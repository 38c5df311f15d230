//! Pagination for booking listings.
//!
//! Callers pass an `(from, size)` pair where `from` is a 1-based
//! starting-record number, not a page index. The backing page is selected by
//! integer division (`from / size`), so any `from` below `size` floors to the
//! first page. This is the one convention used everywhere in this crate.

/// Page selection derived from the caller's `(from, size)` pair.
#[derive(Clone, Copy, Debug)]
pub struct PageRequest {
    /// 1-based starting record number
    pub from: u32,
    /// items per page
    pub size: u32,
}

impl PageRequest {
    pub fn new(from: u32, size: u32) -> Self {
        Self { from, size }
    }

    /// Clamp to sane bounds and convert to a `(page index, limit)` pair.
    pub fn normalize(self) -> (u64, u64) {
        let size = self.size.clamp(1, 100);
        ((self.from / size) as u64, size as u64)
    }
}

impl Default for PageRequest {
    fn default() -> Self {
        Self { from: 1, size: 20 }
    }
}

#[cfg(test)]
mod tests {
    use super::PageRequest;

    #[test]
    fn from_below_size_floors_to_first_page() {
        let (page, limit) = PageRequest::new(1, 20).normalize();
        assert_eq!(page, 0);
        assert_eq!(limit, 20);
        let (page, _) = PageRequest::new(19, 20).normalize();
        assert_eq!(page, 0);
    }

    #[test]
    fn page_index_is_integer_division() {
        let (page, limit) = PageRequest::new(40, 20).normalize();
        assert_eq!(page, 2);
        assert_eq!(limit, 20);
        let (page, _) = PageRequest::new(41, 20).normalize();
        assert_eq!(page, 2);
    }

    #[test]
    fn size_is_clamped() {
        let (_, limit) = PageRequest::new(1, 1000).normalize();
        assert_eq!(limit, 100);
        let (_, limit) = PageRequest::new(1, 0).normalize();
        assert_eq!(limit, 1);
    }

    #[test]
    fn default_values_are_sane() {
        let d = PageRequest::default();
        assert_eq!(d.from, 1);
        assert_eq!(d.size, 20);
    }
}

=-=-=

**Exercise prompt**
Give all of the material again, exactly.

**Solution to this exercise**
repository 38c5df311f15d230
//! Pagination for booking listings.
//!
//! Callers pass an `(from, size)` pair where `from` is a 1-based
//! starting-record number, not a page index. The backing page is selected by
//! integer division (`from / size`), so any `from` below `size` floors to the
//! first page. This is the one convention used everywhere in this crate.

/// Page selection derived from the caller's `(from, size)` pair.
#[derive(Clone, Copy, Debug)]
pub struct PageRequest {
    /// 1-based starting record number
    pub from: u32,
    /// items per page
    pub size: u32,
}

impl PageRequest {
    pub fn new(from: u32, size: u32) -> Self {
        Self { from, size }
    }

    /// Clamp to sane bounds and convert to a `(page index, limit)` pair.
    pub fn normalize(self) -> (u64, u64) {
        let size = self.size.clamp(1, 100);
        ((self.from / size) as u64, size as u64)
    }
}

impl Default for PageRequest {
    fn default() -> Self {
        Self { from: 1, size: 20 }
    }
}

#[cfg(test)]
mod tests {
    use super::PageRequest;

    #[test]
    fn from_below_size_floors_to_first_page() {
        let (page, limit) = PageRequest::new(1, 20).normalize();
        assert_eq!(page, 0);
        assert_eq!(limit, 20);
        let (page, _) = PageRequest::new(19, 20).normalize();
        assert_eq!(page, 0);
    }

    #[test]
    fn page_index_is_integer_division() {
        let (page, limit) = PageRequest::new(40, 20).normalize();
        assert_eq!(page, 2);
        assert_eq!(limit, 20);
        let (page, _) = PageRequest::new(41, 20).normalize();
        assert_eq!(page, 2);
    }

    #[test]
    fn size_is_clamped() {
        let (_, limit) = PageRequest::new(1, 1000).normalize();
        assert_eq!(limit, 100);
        let (_, limit) = PageRequest::new(1, 0).normalize();
        assert_eq!(limit, 1);
    }

    #[test]
    fn default_values_are_sane() {
        let d = PageRequest::default();
        assert_eq!(d.from, 1);
        assert_eq!(d.size, 20);
    }
}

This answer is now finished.